ABOUT THIS TASK
Write out again the entries from the first line to the line that includes "use proptest::prelude::*;", keeping both of those lines.

Stored data entries:
- - - - - - -
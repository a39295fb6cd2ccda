//! Property-based tests for the amount codec
//!
//! Verifies the codec invariants over randomly generated inputs: conversion
//! between decimal text and minor units must be lossless within a currency's
//! precision, and inputs that exceed it must always be refused.

use proptest::prelude::*;
use trade_ledger_client::amount::{Currency, MinorUnits, from_minor_units, to_minor_units};
use trade_ledger_client::error::ClientError;

// PROPERTY TEST STRATEGIES

/// Strategy to generate random Currency values
fn currency_strategy() -> impl Strategy<Value = Currency> {
    (0u8..=3).prop_map(|i| match i {
        0 => Currency::USD,
        1 => Currency::GBP,
        2 => Currency::EUR,
        _ => Currency::JPY,
    })
}

/// Strategy to generate minor-unit values across the interesting range,
/// including values far beyond u64
fn minor_units_strategy() -> impl Strategy<Value = u128> {
    prop_oneof![
        0u128..=1_000_000u128,
        (0u64..=u64::MAX).prop_map(|v| v as u128),
        (0u64..=u64::MAX).prop_map(|v| (v as u128) << 32),
    ]
}

/// Strategy to generate decimal text with more fractional digits than the
/// currency supports
fn excess_precision_strategy() -> impl Strategy<Value = (String, Currency)> {
    (currency_strategy(), 0u64..=1_000_000u64, 1u8..=6).prop_map(|(currency, whole, extra)| {
        let digits = currency.decimals() as usize + extra as usize;
        // All-nines fraction so trailing zeros can't mask the overflow.
        let fraction = "9".repeat(digits);
        (format!("{whole}.{fraction}"), currency)
    })
}

// PROPERTY TESTS
proptest! {
    /// Property: rendering minor units and parsing the result is lossless.
    ///
    /// `to_minor_units(from_minor_units(x)) == x` must hold for every value,
    /// in every currency, which is the round-trip invariant the ledger
    /// boundary relies on.
    #[test]
    fn prop_minor_units_roundtrip(
        units in minor_units_strategy(),
        currency in currency_strategy()
    ) {
        let text = from_minor_units(MinorUnits::new(units), currency);
        let reparsed = to_minor_units(&text, currency).unwrap();

        prop_assert_eq!(reparsed, MinorUnits::new(units), "text was {}", text);
    }

    /// Property: canonical text survives a full parse/render cycle verbatim.
    #[test]
    fn prop_canonical_text_is_stable(
        units in minor_units_strategy(),
        currency in currency_strategy()
    ) {
        let text = from_minor_units(MinorUnits::new(units), currency);
        let again = from_minor_units(to_minor_units(&text, currency).unwrap(), currency);

        prop_assert_eq!(text, again);
    }

    /// Property: any input with more fractional digits than the currency
    /// supports fails with Precision, never rounds, never parses.
    #[test]
    fn prop_excess_precision_always_fails(
        (text, currency) in excess_precision_strategy()
    ) {
        let err = to_minor_units(&text, currency).unwrap_err();

        prop_assert!(
            matches!(err, ClientError::Precision { .. }),
            "expected Precision for {} at {} decimals, got {:?}",
            text, currency.decimals(), err
        );
    }

    /// Property: parsing arbitrary text never panics, and whatever parses
    /// renders back to the same minor units.
    #[test]
    fn prop_parser_is_total(text in "\\PC*", currency in currency_strategy()) {
        if let Ok(units) = to_minor_units(&text, currency) {
            let canonical = from_minor_units(units, currency);
            prop_assert_eq!(to_minor_units(&canonical, currency).unwrap(), units);
        }
    }
}
//! Conversion between decimal currency text and ledger minor units
use crate::error::ClientError;

#[derive(Debug, Clone, Copy, PartialEq, Eq)]
pub enum Currency {
    USD,
    GBP,
    EUR,
    JPY,
}

impl Currency {
    /// Number of fractional digits the currency supports.
    pub fn decimals(&self) -> u32 {
        match self {
            Currency::USD | Currency::GBP | Currency::EUR => 2,
            Currency::JPY => 0,
        }
    }
}

/// An amount in the ledger's smallest indivisible unit.
#[derive(Debug, Clone, Copy, Default, PartialEq, Eq, PartialOrd, Ord, Hash)]
pub struct MinorUnits(u128);

impl MinorUnits {
    pub const ZERO: MinorUnits = MinorUnits(0);

    pub fn new(value: u128) -> Self {
        Self(value)
    }

    pub fn value(&self) -> u128 {
        self.0
    }

    pub fn is_zero(&self) -> bool {
        self.0 == 0
    }

    pub fn checked_add(self, other: MinorUnits) -> Option<MinorUnits> {
        self.0.checked_add(other.0).map(MinorUnits)
    }
}

// Crosses the wire as a 16-byte big-endian array rather than a CBOR integer,
// since the full u128 range must survive the trip.
impl<C> minicbor::Encode<C> for MinorUnits {
    fn encode<W: minicbor::encode::Write>(
        &self,
        e: &mut minicbor::Encoder<W>,
        ctx: &mut C,
    ) -> Result<(), minicbor::encode::Error<W::Error>> {
        self.0.to_be_bytes().encode(e, ctx)
    }
}

impl<'b, C> minicbor::Decode<'b, C> for MinorUnits {
    fn decode(d: &mut minicbor::Decoder<'b>, _: &mut C) -> Result<Self, minicbor::decode::Error> {
        let raw: [u8; 16] = d.decode()?;
        Ok(MinorUnits(u128::from_be_bytes(raw)))
    }
}

/// Parse a non-negative decimal string into minor units.
///
/// Fails with [`ClientError::Precision`] when the input carries more
/// fractional digits than the currency supports, and with
/// [`ClientError::InvalidArgument`] on anything that is not a plain decimal
/// number. Never rounds.
pub fn to_minor_units(text: &str, currency: Currency) -> Result<MinorUnits, ClientError> {
    let trimmed = text.trim();
    if trimmed.is_empty() {
        return Err(ClientError::InvalidArgument("amount is empty".into()));
    }

    let (whole, fraction) = match trimmed.split_once('.') {
        Some((w, f)) => (w, f),
        None => (trimmed, ""),
    };
    if whole.is_empty() || !whole.bytes().all(|b| b.is_ascii_digit()) {
        return Err(ClientError::InvalidArgument(format!(
            "'{text}' is not a non-negative decimal amount"
        )));
    }
    if !fraction.bytes().all(|b| b.is_ascii_digit()) {
        return Err(ClientError::InvalidArgument(format!(
            "'{text}' is not a non-negative decimal amount"
        )));
    }

    let max_decimals = currency.decimals();
    if fraction.len() as u32 > max_decimals {
        return Err(ClientError::Precision {
            input: text.to_owned(),
            max_decimals,
        });
    }

    let scale = 10u128.pow(max_decimals);
    let whole: u128 = whole
        .parse()
        .map_err(|_| ClientError::InvalidArgument(format!("'{text}' is out of range")))?;
    let mut fraction_units: u128 = if fraction.is_empty() {
        0
    } else {
        fraction
            .parse()
            .map_err(|_| ClientError::InvalidArgument(format!("'{text}' is out of range")))?
    };
    fraction_units *= 10u128.pow(max_decimals - fraction.len() as u32);

    whole
        .checked_mul(scale)
        .and_then(|units| units.checked_add(fraction_units))
        .map(MinorUnits)
        .ok_or_else(|| ClientError::InvalidArgument(format!("'{text}' is out of range")))
}

/// Render minor units as canonical decimal text: exactly `decimals()`
/// fractional digits, no decimal point for zero-decimal currencies.
///
/// Total inverse of [`to_minor_units`] over canonical text.
pub fn from_minor_units(units: MinorUnits, currency: Currency) -> String {
    let decimals = currency.decimals();
    if decimals == 0 {
        return units.0.to_string();
    }

    let scale = 10u128.pow(decimals);
    let whole = units.0 / scale;
    let fraction = units.0 % scale;
    format!("{whole}.{fraction:0width$}", width = decimals as usize)
}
- - - - - - -
EXERCISE RESPONSE
repository a39295fb6cd2ccda
//! Property-based tests for the amount codec
//!
//! Verifies the codec invariants over randomly generated inputs: conversion
//! between decimal text and minor units must be lossless within a currency's
//! precision, and inputs that exceed it must always be refused.

use proptest::prelude::*;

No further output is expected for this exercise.